> **Exercise data**:
------------------------------------------------
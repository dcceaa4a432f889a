use std::collections::HashMap;
use std::path::Path;

use serde::Serialize;

use crate::error::{Error, Result};
use crate::source::FileSource;

pub const CPUINFO_PATH: &str = "/proc/cpuinfo";

/// Per-boot CPU facts from the description table. `model_name` and
/// `cache_size` stay empty on architectures that do not report them;
/// `frequency_mhz` is keyed by the same `cpuN` ids the tick table uses.
#[derive(Clone, Debug, Default, PartialEq, Serialize)]
pub struct Topology {
    pub model_name: String,
    pub cores: u32,
    pub threads: u32,
    pub cache_size: String,
    pub frequency_mhz: HashMap<String, f64>,
}

pub fn read<S: FileSource>(source: &S) -> Result<Topology> {
    let contents = source.read_to_string(Path::new(CPUINFO_PATH))?;
    parse(&contents)
}

/// Single pass over `key : value` blocks, one block per logical core.
/// Model name and cache size keep their first occurrence, the physical
/// core count keeps its last, and every `processor` line bumps the
/// thread count.
pub fn parse(contents: &str) -> Result<Topology> {
    let mut topology = Topology::default();
    let mut current_thread: Option<String> = None;

    for line in contents.lines() {
        let Some((key, value)) = line.split_once(':') else {
            continue;
        };
        let key = key.trim();
        let value = value.trim();
        match key {
            "processor" => {
                topology.threads += 1;
                current_thread = Some(format!("cpu{value}"));
            }
            "model name" if topology.model_name.is_empty() => {
                topology.model_name = value.to_string();
            }
            "cache size" if topology.cache_size.is_empty() => {
                topology.cache_size = value.to_string();
            }
            "cpu cores" => {
                topology.cores = value.parse().map_err(|_| malformed("cpu cores", value))?;
            }
            "cpu MHz" => {
                // A frequency line before the first processor line has no
                // core to attach to.
                if let Some(thread) = &current_thread {
                    let freq: f64 = value.parse().map_err(|_| malformed("cpu MHz", value))?;
                    topology.frequency_mhz.insert(thread.clone(), freq);
                }
            }
            _ => {}
        }
    }

    if topology.threads == 0 {
        return Err(malformed("processor entries", "none"));
    }
    Ok(topology)
}

/// Utilization-weighted mean of per-core clock speeds, so idle cores
/// barely move the headline number. Cores without a sample, and samples
/// that are NaN, carry no weight; an all-idle weighting has no defined
/// value and comes back NaN.
pub fn effective_frequency(topology: &Topology, utilization: &HashMap<String, f64>) -> f64 {
    let mut weighted_sum = 0.0;
    let mut weight = 0.0;
    for (thread, freq) in &topology.frequency_mhz {
        let Some(util) = utilization.get(thread) else {
            continue;
        };
        if util.is_nan() {
            continue;
        }
        weighted_sum += freq * util;
        weight += util;
    }
    weighted_sum / weight
}

fn malformed(what: &'static str, value: &str) -> Error {
    Error::Parse {
        path: CPUINFO_PATH.into(),
        what,
        value: value.to_string(),
    }
}
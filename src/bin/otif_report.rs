use anyhow::Result;
use clap::Parser;
use o2c_otif::config::{
    AnalysisConfig, DEFAULT_LABEL_COUNT, DEFAULT_MIN_CASES, DEFAULT_REL_ERR_THRESHOLD,
    DEFAULT_TOP_N,
};
use o2c_otif::pipeline::run_otif;
use o2c_otif::report::{section_header, subsection};
use std::path::PathBuf;
use tracing::info;

/// OTIF root-cause tables per business dimension
#[derive(Parser, Debug)]
#[command(name = "otif_report")]
#[command(about = "Engineer OTIF KPIs, aggregate per dimension, rank and flag anomalies")]
struct Args {
    /// Case table CSV (`,` `;` or tab delimited)
    #[arg(long, default_value = "data/case_table.csv")]
    input: PathBuf,

    #[arg(long, default_value = "assets/woodcorp-otif-rootcause")]
    output_dir: PathBuf,

    /// Rows per presentation table
    #[arg(long, default_value_t = DEFAULT_TOP_N)]
    top_n: usize,

    /// Minimum cases for a group to be presented
    #[arg(long, default_value_t = DEFAULT_MIN_CASES)]
    min_cases: usize,

    /// Relative error above which order value and price disagree
    #[arg(long, default_value_t = DEFAULT_REL_ERR_THRESHOLD)]
    rel_err_threshold: f64,

    /// Groups labelled in the problem-class tables
    #[arg(long, default_value_t = DEFAULT_LABEL_COUNT)]
    label_count: usize,

    /// Comma-separated grouping columns, overrides the known candidates
    #[arg(long, value_delimiter = ',')]
    dimensions: Option<Vec<String>>,

    /// Rows of the global ranking to print
    #[arg(long, default_value = "10")]
    show: usize,
}

fn main() -> Result<()> {
    tracing_subscriber::fmt()
        .with_env_filter("info")
        .init();

    let args = Args::parse();
    let config = AnalysisConfig {
        case_csv: args.input,
        output_dir: args.output_dir,
        top_n: args.top_n,
        min_cases: args.min_cases,
        rel_err_threshold: args.rel_err_threshold,
        label_count: args.label_count,
        dimensions: args.dimensions,
    };

    let outcome = run_otif(&config)?;
    print!("{}", outcome.console_report(&config));

    if !outcome.ranking.is_empty() {
        print!("{}", section_header("GLOBAL RANKING (all dimensions)"));
        print!("{}", subsection("Highest OTIF fail rate"));
        println!(
            "  {:20} {:36} {:>8} {:>10}",
            "Dimension", "Member", "Cases", "OTIF fail"
        );
        for row in outcome.ranking.iter().take(args.show) {
            println!(
                "  {:20} {:36} {:>8} {:>9.1}%",
                row.dimension,
                row.member,
                row.cases,
                row.otif_fail_rate_cases * 100.0
            );
        }
    }

    info!("Run summary written with {} files", outcome.summary.files.len());
    Ok(())
}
------------------------------------------------
> **Task to complete**: From the very first line of the data through the line with "pub const CPUINFO_PATH: &str" in it, please reproduce each line exactly and output nothing more.

> **Output of the exercise**:
repository dcceaa4a432f889a
use std::collections::HashMap;
use std::path::Path;

use serde::Serialize;

use crate::error::{Error, Result};
use crate::source::FileSource;

pub const CPUINFO_PATH: &str = "/proc/cpuinfo";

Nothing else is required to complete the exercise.